In un clima di terrore e di caccia alle streghe si arresta in massa. In poco tempo si arriverà in Italia alla cifra di 12.000 fra mandati di cattura e comunicazioni giudiziarie. Questa cifra è di per sé significativa della consistenza reale dei movimenti che si sono sviluppati in quegli anni.

Lo scopo ultimo è quello di eliminare le avanguardie comuniste.

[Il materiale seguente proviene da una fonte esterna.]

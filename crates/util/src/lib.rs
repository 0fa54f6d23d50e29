pub mod config;

pub use config::{AppConfig, ConfigError, ContactsSettings, Environment, DEFAULT_BIND_ADDR};

/// Loads environment variables from `.env` when available.
///
/// Missing files are ignored so the function is safe in production builds
/// where dotenv files are not deployed.
pub fn load_env_file() {
    let _ = dotenvy::dotenv();
}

Per questo col passare del tempo gli strumenti repressivi si affinano e diventano selettivi dai pentiti alla dissociazione, dalle carceri speciali al regime differenziato con l'articolo 90, fino alla tortura e agli assassini.

Il movimento di classe nonostante i grossi attacchi subiti non si arresta.
Contro di esso le forze politiche che hanno fondato il loro potere sull'emergenza preparano l'assassinio di Pedro.
Alla fine del '84, all'interno di una campagna sull'Euroterrorismo basata sugli interventi di Craxi che parlava di "infiltrati" nel grande Movimento per la pace e contro la Nato, 36 Magistrati tifosi delle leggi di emergenza incitano Scalfaro ministro dell'Interno a proseguire con l'emergenza.

In questo contesto viene ucciso Pedro.

Questo assassinio non fu il solo tragico episodio della primavera 1985.
Una strage di zingari a Pordenone, 4 evasi dal carcere di Pescara vengono fucilati nel sonno a Roma, nelle montagne attorno ad Orgosolo si apre una caccia all'uomo contro alcuni ricercati che vengono intercettati, uccisi e i loro cadaveri trasportati come cinghiali sul tetto delle auto della polizia.
Logiche omicide dello Stato dell'emergenza, figlie di una campagna repressiva su scala internazionale.

E' in quel periodo che si sviluppa la cosiddetta cooperazione europea contro la criminalità e il terrorismo.
All'inizio dell'anno l'apparato di comando dei paesi dell'Europa occidentale si impegna nella costruzione di uno Spazio di Polizia Europeo: spazio che permetta con accordi pubblici e segreti di aggirare le diversità giuridiche dei singoli stati soprattutto in materia di reati politici.
E' il governo italiano di Craxi e Scalfaro che sopravvive di emergenza in emergenza che spinge a concludere accordi per ottenere l'estradizione degli esuli politici da Parigi.

E' il Partito delle leggi speciali, dei reati associativi, delle leggi premiali che vuole un'emergenza europea.